Stored data entries

>>>

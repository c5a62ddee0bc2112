//! Klang CLI - play and render the virtual-analog synthesizer.

mod commands;
mod patch;

use clap::{Parser, Subcommand};

#[derive(Parser)]
#[command(name = "klang")]
#[command(author, version, about = "Klang virtual-analog synthesizer", long_about = None)]
struct Cli {
    #[command(subcommand)]
    command: Commands,
}

#[derive(Subcommand)]
enum Commands {
    /// Play live from the computer keyboard
    Play(commands::play::PlayArgs),

    /// Render a held chord offline to a WAV file
    Render(commands::render::RenderArgs),

    /// List audio output devices
    Devices(commands::devices::DevicesArgs),
}

fn main() -> anyhow::Result<()> {
    // logs go to stderr so stdout stays usable for status output
    tracing_subscriber::fmt()
        .with_env_filter(
            tracing_subscriber::EnvFilter::try_from_default_env()
                .unwrap_or_else(|_| tracing_subscriber::EnvFilter::new("info")),
        )
        .with_writer(std::io::stderr)
        .init();

    let cli = Cli::parse();
    match cli.command {
        Commands::Play(args) => commands::play::run(args),
        Commands::Render(args) => commands::render::run(args),
        Commands::Devices(args) => commands::devices::run(args),
    }
}
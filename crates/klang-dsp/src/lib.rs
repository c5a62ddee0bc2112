//! Klang DSP - signal primitives for the klang virtual-analog synthesizer
//!
//! This crate provides the per-voice signal chain building blocks:
//!
//! - [`NoiseTables`] - precomputed Atari POKEY linear-feedback-shift-register
//!   bit streams and their poly5-clocked cross-products
//! - [`Waveform`] - the eleven band-limited waveform generators with
//!   optional PolyBLEP anti-aliasing
//! - [`OscillatorState`] / [`NoteOscillatorConfig`] / [`LfoOscillatorConfig`] -
//!   phase-accumulator oscillators with LFO modulation of width, pitch, and
//!   amplitude
//! - [`EnvelopeState`] - four-stage ADSR generator with exponential-approach
//!   segments that terminate in finite time
//! - [`FilterState`] - resonant Moog-ladder filter with 2x oversampling and
//!   Oberheim-style stage mixing for 21 output modes
//! - parameter steppers for quantized linear and logarithmic edits
//!
//! # Example
//!
//! ```rust
//! use klang_dsp::{NoiseTables, NoteOscillatorConfig, OscillatorState, Waveform};
//!
//! let tables = NoiseTables::new();
//! let mut config = NoteOscillatorConfig::default();
//! config.base.waveform = Waveform::Sawtooth;
//! config.modulate(0.0);
//!
//! let mut state = OscillatorState::new();
//! // 440 Hz at 48 kHz
//! let sample = state.update(&config.base, &tables, true, 440.0, 1.0 / 48000.0);
//! assert!(sample.abs() <= 1.1);
//! ```
//!
//! # Realtime discipline
//!
//! Everything here is allocation-free after [`NoiseTables::new`]; the
//! per-sample paths never lock, allocate, or perform I/O. The crate is
//! `no_std` compatible (disable the default `std` feature).
//!
//! # Filter cores
//!
//! Two ladder cores coexist behind a compile-time switch: the default
//! improved-Moog core, and a Huovilainen nonlinear core selected by the
//! `nonlinear-moog` cargo feature.

#![cfg_attr(not(feature = "std"), no_std)]

#[cfg(not(feature = "std"))]
extern crate alloc;

pub mod envelope;
pub mod filter;
pub mod math;
pub mod noise;
pub mod oscillator;
pub mod param;
pub mod polyblep;
pub mod wave;

// Re-export main types at crate root
pub use envelope::{ATTACK_BIAS, DECAY_BIAS, EnvelopeConfig, EnvelopeStage, EnvelopeState};
pub use filter::{FILTER_OVERSAMPLE, FilterConfig, FilterMode, FilterState};
pub use math::fast_tanh;
pub use noise::{NoiseTables, XorShift32};
pub use oscillator::{LfoOscillatorConfig, NoteOscillatorConfig, OscillatorConfig, OscillatorState};
pub use param::{StepSize, step_exponential, step_linear, step_pitch};
pub use polyblep::{poly_blep, poly_blep_integrated};
pub use wave::Waveform;
//! Audio I/O for the klang synthesizer.
//!
//! This crate owns everything that touches the host system:
//!
//! - [`stream`] - cpal output stream that pulls PCM from the engine
//! - [`wav`] - 16-bit stereo WAV export for offline rendering
//!
//! The engine renders interleaved stereo `i16`; the stream layer adapts
//! that to whatever sample format the output device wants.

mod stream;
mod wav;

pub use stream::{
    AudioDevice, FALLBACK_SAMPLE_RATE, OutputConfig, OutputStream, list_output_devices,
    output_sample_rate,
};
pub use wav::write_wav;

/// Error types for audio I/O operations.
#[derive(Debug, thiserror::Error)]
pub enum Error {
    #[error("WAV file error: {0}")]
    Wav(#[from] hound::Error),

    #[error("audio stream error: {0}")]
    Stream(String),

    #[error("no audio output device available")]
    NoDevice,

    #[error("unsupported sample format: {0}")]
    UnsupportedFormat(String),

    #[error("device not found: {0}")]
    DeviceNotFound(String),

    #[error("IO error: {0}")]
    Io(#[from] std::io::Error),
}

pub type Result<T> = std::result::Result<T, Error>;
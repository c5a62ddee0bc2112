//! Property-based tests for the DSP primitives.
//!
//! Randomized checks of the waveform, oscillator, envelope, and PolyBLEP
//! contracts: output bounds, Nyquist silence, phase normalization,
//! envelope range, and kernel symmetries.

use std::sync::OnceLock;

use proptest::prelude::*;

use klang_dsp::{
    EnvelopeConfig, EnvelopeState, NoiseTables, OscillatorConfig, OscillatorState, Waveform,
    poly_blep, wave,
};

fn tables() -> &'static NoiseTables {
    static TABLES: OnceLock<NoiseTables> = OnceLock::new();
    TABLES.get_or_init(NoiseTables::new)
}

fn any_waveform() -> impl Strategy<Value = Waveform> {
    prop::sample::select(wave::WAVEFORMS.to_vec())
}

proptest! {
    #![proptest_config(ProptestConfig::with_cases(256))]

    /// Every waveform stays within [-1, 1] plus the PolyBLEP overshoot
    /// allowance for any step up to Nyquist.
    #[test]
    fn waveform_output_bounded(
        waveform in any_waveform(),
        width in 0.0f32..=1.0f32,
        step in 0.0001f32..=0.5f32,
        antialias in any::<bool>(),
        start_phase in 0.0f32..1.0f32,
    ) {
        let tables = tables();
        let config = OscillatorConfig {
            waveform,
            width,
            ..OscillatorConfig::default()
        };
        let mut state = OscillatorState::new();
        state.phase = start_phase;
        for _ in 0..256 {
            let v = wave::compute(&config, &mut state, tables, antialias, step);
            prop_assert!(
                v.abs() <= 1.1,
                "{:?} width={} step={} aa={} produced {}",
                waveform, width, step, antialias, v
            );
            state.advance_phase(step);
        }
    }

    /// Steps beyond Nyquist are exactly silent for every waveform.
    #[test]
    fn waveform_silent_beyond_nyquist(
        waveform in any_waveform(),
        step in 0.5001f32..=100.0f32,
        phase in 0.0f32..1.0f32,
    ) {
        let tables = tables();
        let config = OscillatorConfig {
            waveform,
            ..OscillatorConfig::default()
        };
        let mut state = OscillatorState::new();
        state.phase = phase;
        prop_assert_eq!(wave::compute(&config, &mut state, tables, true, step), 0.0);
    }

    /// Phase stays normalized in [0, 1) under arbitrary positive and
    /// negative deltas.
    #[test]
    fn phase_normalized_after_update(
        deltas in prop::collection::vec(-10.0f32..10.0f32, 1..200),
    ) {
        let mut state = OscillatorState::new();
        for delta in deltas {
            state.advance_phase(delta);
            prop_assert!(
                (0.0..1.0).contains(&state.phase),
                "phase {} after delta {}",
                state.phase, delta
            );
        }
    }

    /// Envelope amplitude stays in [0, 1] and is zero exactly in Off,
    /// across random configurations and gate timings.
    #[test]
    fn envelope_amplitude_in_range(
        attack in 1.0f32..100000.0f32,
        decay in 1.0f32..100000.0f32,
        sustain in 0.0f32..=1.0f32,
        release in 1.0f32..100000.0f32,
        gate_off_at in 1usize..4000,
    ) {
        let config = EnvelopeConfig {
            attack_rate: attack,
            decay_rate: decay,
            sustain_level: sustain,
            release_rate: release,
        };
        let mut env = EnvelopeState::default();
        env.gate_on();
        for i in 0..8000 {
            let a = env.advance(&config, 1.0 / 48000.0);
            prop_assert!((0.0..=1.0).contains(&a), "amplitude {} at {}", a, i);
            prop_assert_eq!(
                !env.is_active(),
                a == 0.0,
                "Off/zero invariant broken at {}", i
            );
            if i == gate_off_at {
                env.gate_off();
            }
        }
    }

    /// PolyBLEP kernel identities: zero at the edge and outside the
    /// window, odd inside it.
    #[test]
    fn poly_blep_identities(
        w in 0.0001f32..=1.0f32,
        frac in 0.0f32..=1.0f32,
    ) {
        prop_assert_eq!(poly_blep(0.0, w), 0.0);
        prop_assert_eq!(poly_blep(w, w), 0.0);
        prop_assert_eq!(poly_blep(-w, w), 0.0);
        let t = w * frac;
        let fwd = poly_blep(t, w);
        let bwd = poly_blep(-t, w);
        prop_assert!((fwd + bwd).abs() < 1e-5, "odd symmetry: {} vs {}", fwd, bwd);
    }

    /// The amplitude knob scales the oscillator output linearly.
    #[test]
    fn amplitude_scales_output(
        amplitude in 0.0f32..=2.0f32,
        phase in 0.0f32..1.0f32,
    ) {
        let tables = tables();
        let mut config = OscillatorConfig::default();
        config.amplitude = amplitude;
        let mut state = OscillatorState::new();
        state.phase = phase;
        let scaled = state.compute(&config, tables, false, 0.01);

        config.amplitude = 1.0;
        let mut reference = OscillatorState::new();
        reference.phase = phase;
        let unit = reference.compute(&config, tables, false, 0.01);

        prop_assert!((scaled - unit * amplitude).abs() < 1e-5);
    }
}

#[test]
fn noise_tables_have_maximal_periods() {
    let tables = tables();
    // lengths are 2^n - 1
    assert_eq!(tables.poly4.len(), (1 << 4) - 1);
    assert_eq!(tables.poly5.len(), (1 << 5) - 1);
    assert_eq!(tables.poly17.len(), (1 << 17) - 1);

    // no proper-divisor period in the small tables
    let has_period = |bits: &[u8], period: usize| {
        bits.iter()
            .enumerate()
            .all(|(i, &b)| b == bits[(i + period) % bits.len()])
    };
    for d in [1, 3, 5] {
        assert!(!has_period(&tables.poly4, d), "poly4 has period {d}");
    }
    assert!(!has_period(&tables.poly5, 1));
    assert!(!has_period(&tables.poly17, 1));
}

<<<

Instructions for the task –
From the records above, copy each line in which the string "false" occurs.

Response to the exercise –
        let scaled = state.compute(&config, tables, false, 0.01);
        let unit = reference.compute(&config, tables, false, 0.01);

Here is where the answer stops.